**THE TASK**
Lines from the records below that contain the word "Decimal" are to be copied out.

**INFORMATION SHOWN**
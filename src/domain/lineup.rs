//! Accepted lineups and the append-only pool they are collected in.

use rust_decimal::Decimal;

use super::catalog::RosterCatalog;

/// One accepted lineup: selected skater and goalie row indices.
///
/// Indices are catalog row positions, kept in ascending order.
#[derive(Debug, Clone, PartialEq, Eq, Hash)]
pub struct Lineup {
    skaters: Vec<usize>,
    goalies: Vec<usize>,
}

impl Lineup {
    /// Create a lineup from row indices. Indices are sorted and deduplicated.
    #[must_use]
    pub fn new(mut skaters: Vec<usize>, mut goalies: Vec<usize>) -> Self {
        skaters.sort_unstable();
        skaters.dedup();
        goalies.sort_unstable();
        goalies.dedup();
        Self { skaters, goalies }
    }

    /// Decode a 0/1 assignment vector laid out as all skaters then all goalies.
    #[must_use]
    pub fn from_assignment(assignment: &[bool], skater_count: usize) -> Self {
        let (skaters, goalies) = assignment.split_at(skater_count.min(assignment.len()));
        Self {
            skaters: selected(skaters),
            goalies: selected(goalies),
        }
    }

    /// Encode as a 0/1 vector of length `skater_count + goalie_count`.
    #[must_use]
    pub fn to_assignment(&self, skater_count: usize, goalie_count: usize) -> Vec<bool> {
        let mut assignment = vec![false; skater_count + goalie_count];
        for &i in &self.skaters {
            assignment[i] = true;
        }
        for &g in &self.goalies {
            assignment[skater_count + g] = true;
        }
        assignment
    }

    #[must_use]
    pub fn skaters(&self) -> &[usize] {
        &self.skaters
    }

    #[must_use]
    pub fn goalies(&self) -> &[usize] {
        &self.goalies
    }

    /// Number of players (skaters and goalies) shared with another lineup.
    #[must_use]
    pub fn shared_with(&self, other: &Lineup) -> usize {
        count_shared(&self.skaters, &other.skaters) + count_shared(&self.goalies, &other.goalies)
    }

    #[must_use]
    pub fn salary(&self, catalog: &RosterCatalog) -> u32 {
        let skaters: u32 = self.skaters.iter().map(|&i| catalog.skaters()[i].salary).sum();
        let goalies: u32 = self.goalies.iter().map(|&g| catalog.goalies()[g].salary).sum();
        skaters + goalies
    }

    #[must_use]
    pub fn projected(&self, catalog: &RosterCatalog) -> Decimal {
        let skaters: Decimal = self.skaters.iter().map(|&i| catalog.skaters()[i].projected).sum();
        let goalies: Decimal = self.goalies.iter().map(|&g| catalog.goalies()[g].projected).sum();
        skaters + goalies
    }
}

fn selected(values: &[bool]) -> Vec<usize> {
    values
        .iter()
        .enumerate()
        .filter_map(|(i, &on)| on.then_some(i))
        .collect()
}

/// Count common elements of two ascending index lists.
fn count_shared(a: &[usize], b: &[usize]) -> usize {
    let (mut i, mut j, mut shared) = (0, 0, 0);
    while i < a.len() && j < b.len() {
        match a[i].cmp(&b[j]) {
            std::cmp::Ordering::Less => i += 1,
            std::cmp::Ordering::Greater => j += 1,
            std::cmp::Ordering::Equal => {
                shared += 1;
                i += 1;
                j += 1;
            }
        }
    }
    shared
}

/// Ordered, append-only sequence of accepted lineups for one run.
#[derive(Debug, Clone, Default, PartialEq, Eq)]
pub struct LineupPool {
    lineups: Vec<Lineup>,
}

impl LineupPool {
    #[must_use]
    pub fn new() -> Self {
        Self::default()
    }

    pub fn push(&mut self, lineup: Lineup) {
        self.lineups.push(lineup);
    }

    #[must_use]
    pub fn len(&self) -> usize {
        self.lineups.len()
    }

    #[must_use]
    pub fn is_empty(&self) -> bool {
        self.lineups.is_empty()
    }

    pub fn iter(&self) -> std::slice::Iter<'_, Lineup> {
        self.lineups.iter()
    }

    #[must_use]
    pub fn as_slice(&self) -> &[Lineup] {
        &self.lineups
    }

    /// Largest number of players shared by any two lineups in the pool.
    #[must_use]
    pub fn max_shared(&self) -> usize {
        let mut max = 0;
        for (i, a) in self.lineups.iter().enumerate() {
            for b in &self.lineups[i + 1..] {
                max = max.max(a.shared_with(b));
            }
        }
        max
    }
}

impl<'a> IntoIterator for &'a LineupPool {
    type Item = &'a Lineup;
    type IntoIter = std::slice::Iter<'a, Lineup>;

    fn into_iter(self) -> Self::IntoIter {
        self.lineups.iter()
    }
}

**RESPONSE TO THIS TASK**
use rust_decimal::Decimal;
    pub fn projected(&self, catalog: &RosterCatalog) -> Decimal {
        let skaters: Decimal = self.skaters.iter().map(|&i| catalog.skaters()[i].projected).sum();
        let goalies: Decimal = self.goalies.iter().map(|&g| catalog.goalies()[g].projected).sum();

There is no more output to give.